The report indicated an increasing level of corruption, with the average level of corruption in the country described as over 50 per cent.
The CPS report released in Dar es Salaam on December 10 to coincide with the Integrity Day, followed a survey conducted in 44 local government authorities (LGAs) in 11 regions of Tanzania Mainland between March and June, this year.
It said that in gauging public perception in relation to functioning of systemic governance structures and operatives, CPS scrutinised performances of 14 departments/agencies, the outlets charged with service delivery to the public in LGAs
The outlets included Education, Health, Lands and Housing, Licensing and Revenue, Judiciary, Ward Development Committees, Police, the office of District Executive Directors, Natural Resources, Water and Sewerage, Power Utility/Tanesco, HIV/Aids Committees, Cooperatives and Road and Works.
The study findings indicated that employees in the Police, Health, Judiciary, Power utility/Tanesco, Licensing and Revenue, Water and Sewerage, Education, Road & Works, Natural Resources, Land and Housing and HIV/Aids agencies are amongst the frequent recipients of bribes.

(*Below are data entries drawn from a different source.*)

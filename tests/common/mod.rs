//! Common test utilities for waypoint integration tests.
//!
//! Provides `TestEnv` for isolated test environments that don't pollute
//! the user's `~/.local/share/waypoint/` directory or system config.

#![allow(dead_code)]

use assert_cmd::Command;
use std::fs;
use std::path::{Path, PathBuf};
pub use tempfile::TempDir;

/// A test environment with isolated data storage.
///
/// Each `TestEnv` creates two temporary directories:
/// - `workspace_dir`: Acts as the workspace root
/// - `data_dir`: Holds waypoint's data (via `WP_DATA_DIR`) and, in a
///   `system/` subdirectory, the system config (via `WP_CONFIG_DIR`)
pub struct TestEnv {
    pub workspace_dir: TempDir,
    pub data_dir: TempDir,
}

impl TestEnv {
    pub fn new() -> Self {
        Self {
            workspace_dir: TempDir::new().unwrap(),
            data_dir: TempDir::new().unwrap(),
        }
    }

    /// Get a Command for the wp binary with isolated directories.
    pub fn wp(&self) -> Command {
        let mut cmd = Command::new(env!("CARGO_BIN_EXE_wp"));
        cmd.current_dir(self.workspace_dir.path());
        cmd.env("WP_DATA_DIR", self.data_dir.path());
        cmd.env("WP_CONFIG_DIR", self.system_config_dir());
        cmd.env_remove("WP_WORKSPACE");
        cmd.env_remove("WP_LOG");
        cmd
    }

    /// Run wp with `args`, assert success and parse stdout as JSON.
    pub fn wp_json(&self, args: &[&str]) -> serde_json::Value {
        let output = self.wp().args(args).assert().success().get_output().clone();
        serde_json::from_slice(&output.stdout).unwrap()
    }

    pub fn path(&self) -> &Path {
        self.workspace_dir.path()
    }

    pub fn data_path(&self) -> &Path {
        self.data_dir.path()
    }

    pub fn system_config_dir(&self) -> PathBuf {
        self.data_dir.path().join("system")
    }

    /// Path of the waypoint file with default config.
    pub fn waypoint_file(&self) -> PathBuf {
        self.path().join(".waypoint").join("waypoints.json")
    }

    /// Write a workspace file, creating parent directories.
    pub fn write_file(&self, rel: &str, contents: &str) {
        let path = self.path().join(rel);
        if let Some(parent) = path.parent() {
            fs::create_dir_all(parent).unwrap();
        }
        fs::write(path, contents).unwrap();
    }

    /// Bookmark a line and return the new waypoint's identifier.
    pub fn mark(&self, file: &str, line: u32) -> String {
        let json = self.wp_json(&["mark", file, &line.to_string()]);
        assert_eq!(json["action"], "created");
        json["identifier"].as_str().unwrap().to_string()
    }
}

impl Default for TestEnv {
    fn default() -> Self {
        Self::new()
    }
}
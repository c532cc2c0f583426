//! Waypoint - line bookmarks grouped into journeys.
//!
//! This library provides the core functionality for the `wp` CLI tool:
//! the journey/file/waypoint tree, its crash-safe JSON persistence, and the
//! reconciliation pass that keeps bookmarked line numbers in place as files
//! are edited.

pub mod action_log;
pub mod cli;
pub mod commands;
pub mod config;
pub mod editor;
pub mod models;
pub mod reconcile;
pub mod session;
pub mod storage;
pub mod tree;
#[cfg(feature = "watch")]
pub mod watch;

use std::fmt;
use std::path::PathBuf;


/// Library-level error type for Waypoint operations.
#[derive(Debug, thiserror::Error)]
pub enum Error {
    #[error("IO error: {0}")]
    Io(#[from] std::io::Error),

    #[error("Invalid waypoint document: {0}")]
    Parse(#[from] serde_json::Error),

    #[error("Cannot access {}", .0.display())]
    Access(PathBuf),

    #[error("Not found: {0}")]
    NotFound(String),

    #[error("Invalid input: {0}")]
    Validation(String),

    #[error("Please open a document to create a waypoint")]
    NoDocument,

    #[error("Line {line} is empty")]
    EmptyLine { line: u32 },

    #[error("Line is not unique ({occurrences} occurrences): {text}")]
    AmbiguousLine { text: String, occurrences: usize },

    #[error("Commit failed (restored from backup: {restored}): {source}")]
    CommitFailed {
        restored: bool,
        source: std::io::Error,
    },

    #[error("Configuration error: {0}")]
    Config(String),
}

impl Error {
    /// The notification category this error belongs to.
    pub fn class(&self) -> ErrorClass {
        match self {
            Error::Io(_) => ErrorClass::Io,
            Error::Parse(_) => ErrorClass::Parse,
            Error::Access(_) => ErrorClass::Access,
            Error::NotFound(_) => ErrorClass::NotFound,
            Error::Validation(_) => ErrorClass::Validation,
            Error::NoDocument => ErrorClass::NoDocument,
            Error::EmptyLine { .. } => ErrorClass::EmptyLine,
            Error::AmbiguousLine { .. } => ErrorClass::AmbiguousLine,
            Error::CommitFailed { .. } => ErrorClass::Commit,
            Error::Config(_) => ErrorClass::Config,
        }
    }
}

/// Error categories used to throttle user-visible notifications.
#[derive(Debug, Clone, Copy, PartialEq, Eq, Hash, PartialOrd, Ord)]
pub enum ErrorClass {
    Io,
    Parse,
    Access,
    NotFound,
    Validation,
    NoDocument,
    EmptyLine,
    AmbiguousLine,
    Commit,
    Config,
}

impl ErrorClass {
    /// Stable identifier for notification ids and logs.
    pub fn as_str(&self) -> &'static str {
        match self {
            ErrorClass::Io => "io_error",
            ErrorClass::Parse => "parse_error",
            ErrorClass::Access => "access_error",
            ErrorClass::NotFound => "not_found",
            ErrorClass::Validation => "validation_error",
            ErrorClass::NoDocument => "no_document",
            ErrorClass::EmptyLine => "empty_line",
            ErrorClass::AmbiguousLine => "ambiguous_line",
            ErrorClass::Commit => "backup_waypoint_file_error",
            ErrorClass::Config => "config_error",
        }
    }
}

impl fmt::Display for ErrorClass {
    fn fmt(&self, f: &mut fmt::Formatter<'_>) -> fmt::Result {
        write!(f, "{}", self.as_str())
    }
}

/// Result type alias for Waypoint operations.
pub type Result<T> = std::result::Result<T, Error>;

Comparatively, the 2010 CPS findings indicate upward shift above the 2009 CPS scores. Police have shot from second (75.8 per cent last year) to first position (85.3 per cent this year), replacing Tanesco (82.35 per cent last year) which had dropped to the forth position (82.8 per cent this year).

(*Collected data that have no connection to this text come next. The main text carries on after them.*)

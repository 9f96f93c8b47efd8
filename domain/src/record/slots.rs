//! Per-tool result storage
//!
//! [`ResultSlots`] has exactly one optional field per tool, so a slot can
//! only ever hold its own tool's record.

use super::branch::BranchRecord;
use super::company::CompanyRecord;
use super::grounding::{Grounded, GroundingSource};
use super::profile::ProfileRecord;
use super::trend::TrendDigest;
use super::visual::VisualRecord;
use crate::tool::id::ToolId;
use serde::Serialize;

/// A finished record for any tool
#[derive(Debug, Clone, PartialEq, Serialize)]
#[serde(tag = "tool", content = "result", rename_all = "lowercase")]
pub enum ToolRecord {
    Gst(Grounded<CompanyRecord>),
    Ifsc(Grounded<BranchRecord>),
    Instagram(Grounded<ProfileRecord>),
    News(Grounded<TrendDigest>),
    Visual(Grounded<VisualRecord>),
}

impl ToolRecord {
    pub fn tool_id(&self) -> ToolId {
        match self {
            ToolRecord::Gst(_) => ToolId::Gst,
            ToolRecord::Ifsc(_) => ToolId::Ifsc,
            ToolRecord::Instagram(_) => ToolId::Instagram,
            ToolRecord::News(_) => ToolId::News,
            ToolRecord::Visual(_) => ToolId::Visual,
        }
    }

    pub fn sources(&self) -> &[GroundingSource] {
        self.as_view().sources()
    }

    /// Borrowed view of this record.
    pub fn as_view(&self) -> RecordView<'_> {
        match self {
            ToolRecord::Gst(r) => RecordView::Gst(r),
            ToolRecord::Ifsc(r) => RecordView::Ifsc(r),
            ToolRecord::Instagram(r) => RecordView::Instagram(r),
            ToolRecord::News(r) => RecordView::News(r),
            ToolRecord::Visual(r) => RecordView::Visual(r),
        }
    }
}

/// Borrowed counterpart of [`ToolRecord`], handed to renderers
#[derive(Debug, Clone, Copy, PartialEq, Serialize)]
#[serde(tag = "tool", content = "result", rename_all = "lowercase")]
pub enum RecordView<'a> {
    Gst(&'a Grounded<CompanyRecord>),
    Ifsc(&'a Grounded<BranchRecord>),
    Instagram(&'a Grounded<ProfileRecord>),
    News(&'a Grounded<TrendDigest>),
    Visual(&'a Grounded<VisualRecord>),
}

impl<'a> RecordView<'a> {
    pub fn tool_id(&self) -> ToolId {
        match self {
            RecordView::Gst(_) => ToolId::Gst,
            RecordView::Ifsc(_) => ToolId::Ifsc,
            RecordView::Instagram(_) => ToolId::Instagram,
            RecordView::News(_) => ToolId::News,
            RecordView::Visual(_) => ToolId::Visual,
        }
    }

    pub fn sources(&self) -> &'a [GroundingSource] {
        match self {
            RecordView::Gst(r) => &r.sources,
            RecordView::Ifsc(r) => &r.sources,
            RecordView::Instagram(r) => &r.sources,
            RecordView::News(r) => &r.sources,
            RecordView::Visual(r) => &r.sources,
        }
    }
}

/// Most recent record per tool
#[derive(Debug, Clone, Default, PartialEq)]
pub struct ResultSlots {
    gst: Option<Grounded<CompanyRecord>>,
    ifsc: Option<Grounded<BranchRecord>>,
    instagram: Option<Grounded<ProfileRecord>>,
    news: Option<Grounded<TrendDigest>>,
    visual: Option<Grounded<VisualRecord>>,
}

impl ResultSlots {
    pub fn new() -> Self {
        Self::default()
    }

    /// Put `record` in its tool's slot, replacing what was there.
    pub fn store(&mut self, record: ToolRecord) {
        match record {
            ToolRecord::Gst(r) => self.gst = Some(r),
            ToolRecord::Ifsc(r) => self.ifsc = Some(r),
            ToolRecord::Instagram(r) => self.instagram = Some(r),
            ToolRecord::News(r) => self.news = Some(r),
            ToolRecord::Visual(r) => self.visual = Some(r),
        }
    }

    /// Empty the slot for `tool`.
    pub fn clear(&mut self, tool: ToolId) {
        match tool {
            ToolId::Gst => self.gst = None,
            ToolId::Ifsc => self.ifsc = None,
            ToolId::Instagram => self.instagram = None,
            ToolId::News => self.news = None,
            ToolId::Visual => self.visual = None,
        }
    }

    pub fn get(&self, tool: ToolId) -> Option<RecordView<'_>> {
        match tool {
            ToolId::Gst => self.gst.as_ref().map(RecordView::Gst),
            ToolId::Ifsc => self.ifsc.as_ref().map(RecordView::Ifsc),
            ToolId::Instagram => self.instagram.as_ref().map(RecordView::Instagram),
            ToolId::News => self.news.as_ref().map(RecordView::News),
            ToolId::Visual => self.visual.as_ref().map(RecordView::Visual),
        }
    }

    pub fn contains(&self, tool: ToolId) -> bool {
        self.get(tool).is_some()
    }

    /// Stored visual record, if any.
    pub fn visual(&self) -> Option<&VisualRecord> {
        self.visual.as_ref().map(|g| &g.data)
    }
}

The latter replaces Licensing and Revenue, which has settled at the fifth position (75.65 per cent last year, and 81.85 per cent this year). The health departments employees have moved to second position (84.05 per cent) replacing the police, while judiciary employees have maintained their third position albeit with relatively higher score (75.75 per cent, last year and 83.6 per cent, this year).
The report said an overall analysis of corruption perception regarding the extent to which corruption receivable rent is shared across LGAs agencies indicates, again, the Police, Judiciary, Health, Licensing and Revenue and Lands and Housing are the leading agencies in receiving bribes.
Comparing with last year’s CPS findings, the Licensing & Revenue agency has in this year’s survey dropped one step, swapping position with the Lands and Housing agency, which in this year’s survey settles at the fifth position.
As for bribes actually paid by the public, analysis of corresponding recipients indicates health department is the leading recipient, with 46.8 per cent, followed by police pocketing 20.8 per cent of the share, while education department is the third highest recipient with 16 per cent.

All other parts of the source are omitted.